Material for this exercise -

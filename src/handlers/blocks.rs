/// Block endpoints. A block hides the blocked owner's posts from the
/// blocker's feed unconditionally; self-blocking is rejected outright.
use crate::db::{block_repo, user_repo};
use crate::error::{AppError, Result};
use crate::middleware::CurrentUser;
use actix_web::{web, HttpResponse};
use sqlx::PgPool;
use uuid::Uuid;

pub async fn block(
    pool: web::Data<PgPool>,
    current: CurrentUser,
    path: web::Path<Uuid>,
) -> Result<HttpResponse> {
    let target = user_repo::get_user_by_id(&pool, path.into_inner())
        .await?
        .ok_or_else(|| AppError::NotFound("User not found.".to_string()))?;

    if target.id == current.user.id {
        return Err(AppError::Conflict(
            "You can not block yourself.".to_string(),
        ));
    }

    match block_repo::create_block(&pool, current.user.id, target.id).await? {
        Some(_) => Ok(HttpResponse::Created().json(serde_json::json!({
            "detail": format!("{} blocked successfully.", target.username)
        }))),
        None => Err(AppError::Conflict(format!(
            "{} already blocked.",
            target.username
        ))),
    }
}

pub async fn unblock(
    pool: web::Data<PgPool>,
    current: CurrentUser,
    path: web::Path<Uuid>,
) -> Result<HttpResponse> {
    let target = user_repo::get_user_by_id(&pool, path.into_inner())
        .await?
        .ok_or_else(|| AppError::NotFound("User not found.".to_string()))?;

    if target.id == current.user.id {
        return Err(AppError::Conflict(
            "You can not unblock yourself.".to_string(),
        ));
    }

    if block_repo::delete_block(&pool, current.user.id, target.id).await? {
        Ok(HttpResponse::NoContent().finish())
    } else {
        Err(AppError::Conflict(format!(
            "{} already unblocked.",
            target.username
        )))
    }
}

pub fn configure(cfg: &mut web::ServiceConfig) {
    cfg.route("/profile/{user_id}/block", web::post().to(block))
        .route("/profile/{user_id}/block", web::delete().to(unblock));
}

Brief - Print every record exactly, so that each word matches what is written above.

Problem solution -
filename src/handlers/blocks.rs
/// Block endpoints. A block hides the blocked owner's posts from the
/// blocker's feed unconditionally; self-blocking is rejected outright.
use crate::db::{block_repo, user_repo};
use crate::error::{AppError, Result};
use crate::middleware::CurrentUser;
use actix_web::{web, HttpResponse};
use sqlx::PgPool;
use uuid::Uuid;

pub async fn block(
    pool: web::Data<PgPool>,
    current: CurrentUser,
    path: web::Path<Uuid>,
) -> Result<HttpResponse> {
    let target = user_repo::get_user_by_id(&pool, path.into_inner())
        .await?
        .ok_or_else(|| AppError::NotFound("User not found.".to_string()))?;

    if target.id == current.user.id {
        return Err(AppError::Conflict(
            "You can not block yourself.".to_string(),
        ));
    }

    match block_repo::create_block(&pool, current.user.id, target.id).await? {
        Some(_) => Ok(HttpResponse::Created().json(serde_json::json!({
            "detail": format!("{} blocked successfully.", target.username)
        }))),
        None => Err(AppError::Conflict(format!(
            "{} already blocked.",
            target.username
        ))),
    }
}

pub async fn unblock(
    pool: web::Data<PgPool>,
    current: CurrentUser,
    path: web::Path<Uuid>,
) -> Result<HttpResponse> {
    let target = user_repo::get_user_by_id(&pool, path.into_inner())
        .await?
        .ok_or_else(|| AppError::NotFound("User not found.".to_string()))?;

    if target.id == current.user.id {
        return Err(AppError::Conflict(
            "You can not unblock yourself.".to_string(),
        ));
    }

    if block_repo::delete_block(&pool, current.user.id, target.id).await? {
        Ok(HttpResponse::NoContent().finish())
    } else {
        Err(AppError::Conflict(format!(
            "{} already unblocked.",
            target.username
        )))
    }
}

pub fn configure(cfg: &mut web::ServiceConfig) {
    cfg.route("/profile/{user_id}/block", web::post().to(block))
        .route("/profile/{user_id}/block", web::delete().to(unblock));
}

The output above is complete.